**Directions**. A single number is required: how many lines in the entries hold the word "anyhow".

Stored data entries
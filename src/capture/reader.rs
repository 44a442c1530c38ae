//! Threaded frame reader.
//!
//! Decouples network acquisition latency from the consumer loop. A
//! background thread decodes continuously and overwrites a single shared
//! slot with the freshest outcome; the consumer reads the slot without
//! blocking and without consuming it. Frames are dropped rather than
//! queued, which bounds end-to-end latency: a consumer polling faster
//! than frames arrive observes repeats, which is expected.

use anyhow::{anyhow, Context, Result};
use std::sync::atomic::{AtomicBool, Ordering};
use std::sync::{Arc, Mutex, MutexGuard};
use std::thread::{self, JoinHandle};
use std::time::Duration;

use super::{Frame, FrameSource};

/// Pause between decode attempts. Bounds CPU usage while running and
/// stop latency while shutting down.
pub const POLL_INTERVAL: Duration = Duration::from_millis(10);

/// Reader lifecycle: `created → running → stopped`, one way.
#[derive(Clone, Copy, Debug, PartialEq, Eq)]
pub enum ReaderState {
    Created,
    Running,
    Stopped,
}

#[derive(Default)]
struct Slot {
    ok: bool,
    frame: Option<Frame>,
}

struct Shared {
    slot: Mutex<Slot>,
    stop: AtomicBool,
}

/// Owns the frame source and the acquisition thread.
pub struct FrameReader {
    shared: Arc<Shared>,
    source: Option<Box<dyn FrameSource>>,
    handle: Option<JoinHandle<()>>,
    state: ReaderState,
}

impl FrameReader {
    pub fn new(source: impl FrameSource + 'static) -> Self {
        Self {
            shared: Arc::new(Shared {
                slot: Mutex::new(Slot::default()),
                stop: AtomicBool::new(false),
            }),
            source: Some(Box::new(source)),
            handle: None,
            state: ReaderState::Created,
        }
    }

    pub fn state(&self) -> ReaderState {
        self.state
    }

    /// created → running. Connects the source, then launches the
    /// acquisition loop on a background thread.
    pub fn start(&mut self) -> Result<()> {
        if self.state != ReaderState::Created {
            return Err(anyhow!("cannot start a {:?} reader", self.state));
        }
        self.source
            .as_mut()
            .ok_or_else(|| anyhow!("frame source already consumed"))?
            .connect()?;
        // Only hand the source to the thread once it connected, so a
        // failed connect leaves the reader startable again.
        let source = self
            .source
            .take()
            .ok_or_else(|| anyhow!("frame source already consumed"))?;

        let shared = Arc::clone(&self.shared);
        let handle = thread::Builder::new()
            .name("frame-reader".to_string())
            .spawn(move || acquisition_loop(source, shared))
            .context("spawn frame reader thread")?;
        self.handle = Some(handle);
        self.state = ReaderState::Running;
        Ok(())
    }

    /// The current (success, frame) pair. Never blocks and never consumes
    /// the slot; before the first decode completes this is (false, None).
    pub fn read(&self) -> (bool, Option<Frame>) {
        let slot = lock_slot(&self.shared);
        (slot.ok, slot.frame.clone())
    }

    /// running → stopped. Halts the acquisition loop (latency is bounded
    /// by one poll interval plus one in-flight decode attempt) and drops
    /// the source, releasing the capture resource.
    pub fn stop(&mut self) {
        self.shared.stop.store(true, Ordering::Relaxed);
        if let Some(handle) = self.handle.take() {
            let _ = handle.join();
        }
        self.source = None;
        self.state = ReaderState::Stopped;
    }
}

impl Drop for FrameReader {
    fn drop(&mut self) {
        self.stop();
    }
}

// Slot writes are whole-value assignments under the lock, so even a
// poisoned lock holds a consistent pair.
fn lock_slot(shared: &Shared) -> MutexGuard<'_, Slot> {
    match shared.slot.lock() {
        Ok(guard) => guard,
        Err(poisoned) => poisoned.into_inner(),
    }
}

fn acquisition_loop(mut source: Box<dyn FrameSource>, shared: Arc<Shared>) {
    while !shared.stop.load(Ordering::Relaxed) {
        // A failed decode is overwritten into the slot like any other
        // outcome and retried on the next iteration, indefinitely and
        // without backoff. TODO: decide whether a retry cap or
        // reconnect-with-backoff belongs here once real camera failure
        // modes are known.
        let outcome = source.next_frame();
        {
            let mut slot = lock_slot(&shared);
            match outcome {
                Ok(frame) => {
                    slot.ok = true;
                    slot.frame = Some(frame);
                }
                Err(err) => {
                    log::debug!("frame decode failed: {:#}", err);
                    slot.ok = false;
                    slot.frame = None;
                }
            }
        }
        thread::sleep(POLL_INTERVAL);
    }
    // Dropping the source here releases the capture resource.
}

#[cfg(test)]
mod tests {
    use super::*;

    struct NeverConnects;

    impl FrameSource for NeverConnects {
        fn connect(&mut self) -> Result<()> {
            Err(anyhow!("no route to camera"))
        }

        fn next_frame(&mut self) -> Result<Frame> {
            Err(anyhow!("unreachable"))
        }
    }

    struct OneGrayFrame;

    impl FrameSource for OneGrayFrame {
        fn connect(&mut self) -> Result<()> {
            Ok(())
        }

        fn next_frame(&mut self) -> Result<Frame> {
            Ok(Frame::new(vec![128; 4 * 4 * 3], 4, 4))
        }
    }

    #[test]
    fn read_before_start_is_empty() {
        let reader = FrameReader::new(OneGrayFrame);
        assert_eq!(reader.state(), ReaderState::Created);
        let (ok, frame) = reader.read();
        assert!(!ok);
        assert!(frame.is_none());
    }

    #[test]
    fn connect_failure_leaves_reader_startable() {
        let mut reader = FrameReader::new(NeverConnects);
        assert!(reader.start().is_err());
        assert_eq!(reader.state(), ReaderState::Created);
        let (ok, frame) = reader.read();
        assert!(!ok);
        assert!(frame.is_none());
    }

    #[test]
    fn start_is_one_shot() {
        let mut reader = FrameReader::new(OneGrayFrame);
        reader.start().expect("start");
        assert_eq!(reader.state(), ReaderState::Running);
        assert!(reader.start().is_err());
        reader.stop();
        assert_eq!(reader.state(), ReaderState::Stopped);
        assert!(reader.start().is_err());
    }
}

**Answer box**. 6